The pool assigns each `LaunchContext` an `id` equal to the `id` of the page that triggered the launch, which makes log correlation straightforward (Source: [packages/browser-pool/src/launch-context.ts](https://github.com/apify/crawlee/blob/main/packages/browser-pool/src/launch-context.ts)).

## Browser Plugins and Launchers

`BrowserPlugin` is the extension point that wraps a specific automation library. Each plugin provides a `launch` function returning a `BrowserController`, and a `newPage` function for creating a page within an already-launched browser.

Two official plugins are shipped:

- **`PlaywrightPlugin`** — wraps `playwright.chromium`, `playwright.firefox`, or `playwright.webkit`.
- **`PuppeteerPlugin`** — wraps a Puppeteer installation.

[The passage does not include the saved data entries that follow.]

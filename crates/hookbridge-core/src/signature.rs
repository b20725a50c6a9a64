// Webhook signature verification
//
// GitHub signs deliveries with HMAC-SHA256 over the raw body bytes and
// sends the lowercase-hex digest as `X-Hub-Signature-256: sha256=<hex>`.
// Verification must run over the exact bytes received, never over a
// re-serialized body. Comparison is constant-time via Mac::verify_slice.

use hmac::{Hmac, Mac};
use sha2::Sha256;

use crate::error::ValidationError;

type HmacSha256 = Hmac<Sha256>;

/// Header value prefix for SHA-256 signatures
pub const SIGNATURE_PREFIX: &str = "sha256=";

/// Verify the webhook signature header against the raw request body.
///
/// `signature` is the full header value including the `sha256=` prefix;
/// `None` means the header was absent. With a secret configured the header
/// is required and must match; this function is not called at all when no
/// secret is configured (documented weak mode, verification skipped).
pub fn verify_signature(
    secret: &str,
    raw_body: &[u8],
    signature: Option<&str>,
) -> Result<(), ValidationError> {
    let signature = signature.ok_or(ValidationError::MissingSignature)?;

    let hex_digest = signature
        .strip_prefix(SIGNATURE_PREFIX)
        .ok_or(ValidationError::SignatureMismatch)?;

    let received = hex::decode(hex_digest).map_err(|_| ValidationError::SignatureMismatch)?;

    // HMAC accepts keys of any length, so new_from_slice cannot fail here
    let mut mac = HmacSha256::new_from_slice(secret.as_bytes())
        .map_err(|_| ValidationError::SignatureMismatch)?;
    mac.update(raw_body);

    // verify_slice is constant-time; no early exit proportional to a
    // matching prefix
    mac.verify_slice(&received)
        .map_err(|_| ValidationError::SignatureMismatch)
}

/// Compute the signature header value for a body, `sha256=` prefix
/// included. Used by tests and by senders that need to sign payloads.
pub fn sign(secret: &str, raw_body: &[u8]) -> String {
    let mut mac = HmacSha256::new_from_slice(secret.as_bytes())
        .expect("HMAC accepts keys of any length");
    mac.update(raw_body);
    format!("{}{}", SIGNATURE_PREFIX, hex::encode(mac.finalize().into_bytes()))
}
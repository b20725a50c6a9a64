// Webhook Normalization Core
//
// This crate turns a raw GitHub webhook delivery into a Structured Event,
// the normalized envelope that downstream collectors consume.
//
// Key design decisions:
// - The inbound payload is an open schema; extraction uses safe navigation
//   over serde_json::Value so an absent parent object never faults
// - Field resolution is first-match-wins across pull request, issue, and
//   head commit sources, with empty-string/null defaults
// - Signature verification is HMAC-SHA256 over the exact raw body bytes,
//   compared in constant time
// - No I/O here: the API crate owns transport, delivery, and configuration

pub mod envelope;
pub mod error;
pub mod event;
pub mod signature;

// Re-exports for convenience
pub use envelope::{build_event, CaptureContext};
pub use error::ValidationError;
pub use event::{EventContext, EventMetadata, EventPayload, StructuredEvent};
pub use signature::{sign, verify_signature};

The `BrowserPool` class accepts an array of plugins and will round-robin across them if multiple are configured. Pages can be requested with a specific plugin via the `browserPlugin` option in `BrowserPoolNewPageOptions` (Source: [packages/browser-pool/src/abstract-classes/browser-plugin.ts](https://github.com/apify/crawlee/blob/main/packages/browser-pool/src/abstract-classes/browser-plugin.ts)).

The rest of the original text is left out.